People who performed poorly in relationships reported more relationship instability and loss. They said that their friends’ and families’ support had decreased. They also reported having more people in their lives who were struggling without mentioning the advantages of supportive interactions for boosting resilience, and less connections.

Making a Contribution Through Work and Study. The relevance of meaningful activities was mentioned by those in the functioning well group. Self-efficacy and self-esteem are improved by productivity and success. Participants underlined the significance of meaning in work, citing supporting underprivileged children as one important aspect.

While some members of the group that was not operating well said they were satisfied with their jobs, many said it was a struggle. Participants reported having trouble finishing school or keeping a career.

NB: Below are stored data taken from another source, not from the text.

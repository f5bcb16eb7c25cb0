use std::sync::Arc;

use axum::extract::{Path, State};
use axum::http::HeaderMap;
use axum::Json;
use serde::Deserialize;
use serde_json::json;

use super::current_user;
use super::orders::BookingResponse;
use crate::errors::AppError;
use crate::models::HoldStatus;
use crate::services::hold;
use crate::state::AppState;

// GET /api/orders/:id/hold
pub async fn get_hold_status(
    State(state): State<Arc<AppState>>,
    headers: HeaderMap,
    Path(id): Path<String>,
) -> Result<Json<HoldStatus>, AppError> {
    let user_id = current_user(&headers)?;
    let status = hold::get_status(&state, &user_id, &id).await?;
    Ok(Json(status))
}

#[derive(Deserialize)]
pub struct PayHoldRequest {
    pub amount: String,
    pub currency: String,
}

// POST /api/orders/:id/payment
pub async fn pay_hold_order(
    State(state): State<Arc<AppState>>,
    headers: HeaderMap,
    Path(id): Path<String>,
    Json(req): Json<PayHoldRequest>,
) -> Result<Json<serde_json::Value>, AppError> {
    let user_id = current_user(&headers)?;

    let outcome = hold::pay(&state, &user_id, &id, &req.amount, &req.currency).await?;

    let mut body = serde_json::to_value(BookingResponse::from_booking(outcome.booking))
        .unwrap_or_else(|_| json!({}));
    if let Some(warning) = outcome.persistence_warning {
        body["persistence_warning"] = json!(warning);
    }

    Ok(Json(body))
}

Others reported having trouble juggling their academic and professional responsibilities, which may indicate problems with time management or self-organization as well as the inherent effort needed.

Others claimed that social exclusion and avoidance made it difficult to feel good, such as when they skipped class because of depression or social anxiety, which affected their performance. Motivating oneself was frequently problematic.

Stability in Everyday Life. People in the functioning well group said that stress and unresolved trauma interrupted their daily lives less. Traumatic memories still surfaced, but they were less emotionally upsetting and simpler to accept. Stressors (such as managing money concerns) were viewed as challenges that could be overcome rather than as evidence that everything was wrong.

They tended to value and emphasize the good things in life, such as appreciating having their basic needs covered, working steadily, having family and friends, and enjoying being productive with an optimistic outlook on the future.

In contrast, those in the low functioning group viewed stressful events as crises, had trouble adapting (such as problem-solving, reappraisal), and a propensity to see the worst in everything (i.e., catastrophizing, all-or-nothing thinking, and over-generalization).

They found it more difficult to remain in the present and place stressors in a larger framework. They claimed to be having more trouble meeting necessities like housing and financial stability.

Being Proactive

This study identifies several key elements that are pertinent to those who have BPD and has larger implications for what influences overall life happiness. There was no medium group in this study of an outpatient psychiatric population; instead, patients tended to be doing either quite well or quite poorly a year following therapy.

While co-morbid conditions like depression and complicated PTSD were not directly measured in this study or reported on, they undoubtedly have a significant impact in determining who performs better and who performs worse.

A focus on strengthening drivers of the three themes of love of self and others, making contributions through work and study, and stability in daily life would help identify who is at risk before discharge from treatment and develop an ongoing plan, likely converting some from poorly functioning to well functioning.

Long-term quality of life may also be improved by addressing personality traits that impair productivity and enjoyment, such as increased neurosis, decreased conscientiousness and agreeableness, and decreased openness.

Patients with co-occurring psychiatric or addiction issues, reduced resilience as shown by lower support, self-efficacy, and difficulty coping, fewer external resources, and unstable relationships would probably benefit from psycho education about when to seek help and intermittent check-ins, which would enable close monitoring and early intervention after discharge. It also implies that after being released from the primary program, extra treatment would have been beneficial.

On the basis of these discoveries, future research can improve the results. Individuals to aid in self-evaluation and assist them change for the better in order to improve their health and well-being can use this information.